Seit Anfang August wird die Teterower Straße im Interesse der Mecklenburger Metallgusswerke (MMG) verlegt. Dafür wird der LKW-Verkehr aus Richtung und in Richtung Teterow durch die Dorfstraße in Warendhof umgeleitet, obwohl diese in ihrer Breite nicht für einen LKW-Begegnungsverkehr geeignet ist. Begegnen sich 2 LKW muss mindestens einer auf den Bordstein und damit auf das Verkehrsbegleitgrün bzw. auf den Fußgängerweg ausweichen. Dieser ist aber gleichzeitig Schulweg für eine größere Gruppe Grundschüler. Damit sind die Schüler einer Gefahr ausgesetzt, die sie nicht immer einschätzen bzw. beeinflussen können.

Dieses Problem wurde von mir mehrmals in Ausschüssen bzw. in der Stadtvertretung angesprochen. Am 25.08.08 trafen sich Herr Henkel (Leiter des Ordnungsamtes) und sein Stellvertreter Herr Hakert mit mir und meine Frau in der Dorfstraße. Erst durch die in Augenscheinnahme wurde beiden die Größe des Sicherheitsrisikos deutlich.

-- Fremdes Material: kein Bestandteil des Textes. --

use anstyle::{AnsiColor, Style};
use is_terminal::IsTerminal;
use std::fmt::Display;
use std::io::{self, Write};
use std::time::{Duration, Instant};

use crate::actions;

const STATUS_WIDTH: usize = 12;

#[derive(Debug, Clone, Copy)]
enum StatusKind {
    Pending,
    Success,
    Info,
    Warn,
    Error,
}

#[derive(Debug, Clone, Copy)]
enum Stream {
    Stdout,
    Stderr,
}

fn supports_color(stream: Stream) -> bool {
    let is_tty = match stream {
        Stream::Stdout => io::stdout().is_terminal(),
        Stream::Stderr => io::stderr().is_terminal(),
    };
    is_tty && std::env::var_os("NO_COLOR").is_none()
}

fn style_for(kind: StatusKind) -> Style {
    let style = Style::new().bold();
    match kind {
        StatusKind::Pending => style.fg_color(Some(AnsiColor::Cyan.into())),
        StatusKind::Success => style.fg_color(Some(AnsiColor::Green.into())),
        StatusKind::Info => style.fg_color(Some(AnsiColor::Blue.into())),
        StatusKind::Warn => style.fg_color(Some(AnsiColor::Yellow.into())),
        StatusKind::Error => style.fg_color(Some(AnsiColor::Red.into())),
    }
}

fn write_status(kind: StatusKind, label: &str, message: &str) {
    let stream = match kind {
        StatusKind::Warn | StatusKind::Error => Stream::Stderr,
        _ => Stream::Stdout,
    };

    let use_color = supports_color(stream);
    let mut handle: Box<dyn Write> = match stream {
        Stream::Stdout => Box::new(io::stdout().lock()),
        Stream::Stderr => Box::new(io::stderr().lock()),
    };

    let padded_label = if label.is_empty() {
        " ".repeat(STATUS_WIDTH)
    } else {
        format!("{:>width$}", label, width = STATUS_WIDTH)
    };

    let (prefix, suffix) = if use_color {
        let style = style_for(kind);
        (style.render().to_string(), style.render_reset().to_string())
    } else {
        (String::new(), String::new())
    };

    for (idx, line) in message.split('\n').enumerate() {
        if idx == 0 {
            let _ = writeln!(handle, "{prefix}{padded_label}{suffix} {line}");
        } else {
            let _ = writeln!(handle, "{:>width$} {line}", "", width = STATUS_WIDTH);
        }
    }
    let _ = handle.flush();
}

fn format_duration(duration: Duration) -> String {
    if duration.as_secs() >= 60 {
        let minutes = duration.as_secs() / 60;
        let seconds = duration.as_secs() % 60;
        if seconds == 0 {
            format!("{minutes}m")
        } else {
            format!("{minutes}m {seconds}s")
        }
    } else if duration.as_secs_f64() >= 1.0 {
        format!("{:.2}s", duration.as_secs_f64())
    } else if duration.as_millis() >= 1 {
        format!("{}ms", duration.as_millis())
    } else {
        format!("{}µs", duration.as_micros())
    }
}

/// Workflow commands must not span lines.
fn escape_workflow_data(message: &str) -> String {
    message
        .replace('%', "%25")
        .replace('\r', "%0D")
        .replace('\n', "%0A")
}

pub fn status(label: &str, message: impl Display) {
    write_status(StatusKind::Pending, label, &message.to_string());
}

pub fn info(message: impl Display) {
    write_status(StatusKind::Info, "Info", &message.to_string());
}

pub fn warn(message: impl Display) {
    let message = message.to_string();
    if actions::is_actions() {
        println!("::warning::{}", escape_workflow_data(&message));
    }
    write_status(StatusKind::Warn, "Warning", &message);
}

pub fn error(message: impl Display) {
    let message = message.to_string();
    if actions::is_actions() {
        println!("::error::{}", escape_workflow_data(&message));
    }
    write_status(StatusKind::Error, "Error", &message);
}

pub fn success(label: &str, message: impl Display) {
    write_status(StatusKind::Success, label, &message.to_string());
}

/// Collapsible log section on a runner; a plain status line elsewhere.
/// The section closes when the guard is dropped.
pub struct Group {
    actions: bool,
}

pub fn group(title: impl Display) -> Group {
    let actions = actions::is_actions();
    if actions {
        println!("::group::{title}");
    } else {
        status("Step", title);
    }
    Group { actions }
}

impl Drop for Group {
    fn drop(&mut self) {
        if self.actions {
            println!("::endgroup::");
        }
    }
}

pub struct Progress {
    message: String,
    started: Instant,
    complete: bool,
}

impl Progress {
    pub fn new(label: impl Into<String>, message: impl Into<String>) -> Self {
        let label = label.into();
        let message = message.into();
        write_status(StatusKind::Pending, &label, &message);

        Self {
            message,
            started: Instant::now(),
            complete: false,
        }
    }

    pub fn success(mut self, label: &str, detail: Option<String>) {
        if self.complete {
            return;
        }

        self.complete = true;
        let mut combined = self.message.clone();
        if let Some(detail) = detail {
            if !detail.is_empty() {
                combined.push(' ');
                combined.push_str(&detail);
            }
        }
        let elapsed = format_duration(self.started.elapsed());
        combined.push_str(" in ");
        combined.push_str(&elapsed);

        write_status(StatusKind::Success, label, &combined);
    }

    pub fn fail(mut self, label: &str, error: impl Display) {
        if self.complete {
            return;
        }

        self.complete = true;
        let elapsed = format_duration(self.started.elapsed());
        let combined = format!("{} after {}: {}", self.message, elapsed, error);
        write_status(StatusKind::Error, label, &combined);
    }
}

impl Drop for Progress {
    fn drop(&mut self) {
        if !self.complete {
            let combined = format!("{} (aborted)", self.message);
            write_status(StatusKind::Warn, "Cancelled", &combined);
            self.complete = true;
        }
    }
}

In dem Gespräch wurde folgendes festgelegt:

  • Die Reduzierung der Geschwindigkeit für LKW auf 30 km/h sollte durch das Entfernen des Ergänzungsschildes 1048-12 1048-12 nur Kraftfahrzeuge mit einem zulässigen Gesamtgewicht über 3,5 t, einschließlich ihrer Anhänger und Zugmaschinen, ausgenommen Personenkraftwagen und Kraftomnibusse  auf alle Fahrzeuge ausgedehnt werden.
  • In der Dorfstraße sollten Einrichtungen aufgestellt werden, die den Fahrzeugführern die momentane Geschwindigkeit anzeigen, um moralisch (  )auf sie Einfluss zu nehmen.
  • Die „Sperrkommission“ sollte einberufen werden, um zu entscheiden, ob eine Richtung des LKW-Verkehrs durch eine weiträumigere Umleitung aus der Dorfstraße herausgenommen werden kann.

Die ersten beiden Reaktionen sollten sofort erfolgen. Heute ist der 1. September – eine Woche ist seit dem Gespräch vergangen – und nichts ist passiert.

In Bezug auf die Gesundheit und das Leben der Kinder ist das gut so. In Bezug auf das Verhältnis zwischen Reden und Zusagen der Ordnungsamtspitze und deren Handel ist das sicher nicht in Ordnung.
Es bleibt zu hoffen, dass diese nicht erst handeln, wenn etwas mit den Schülern passiert ist.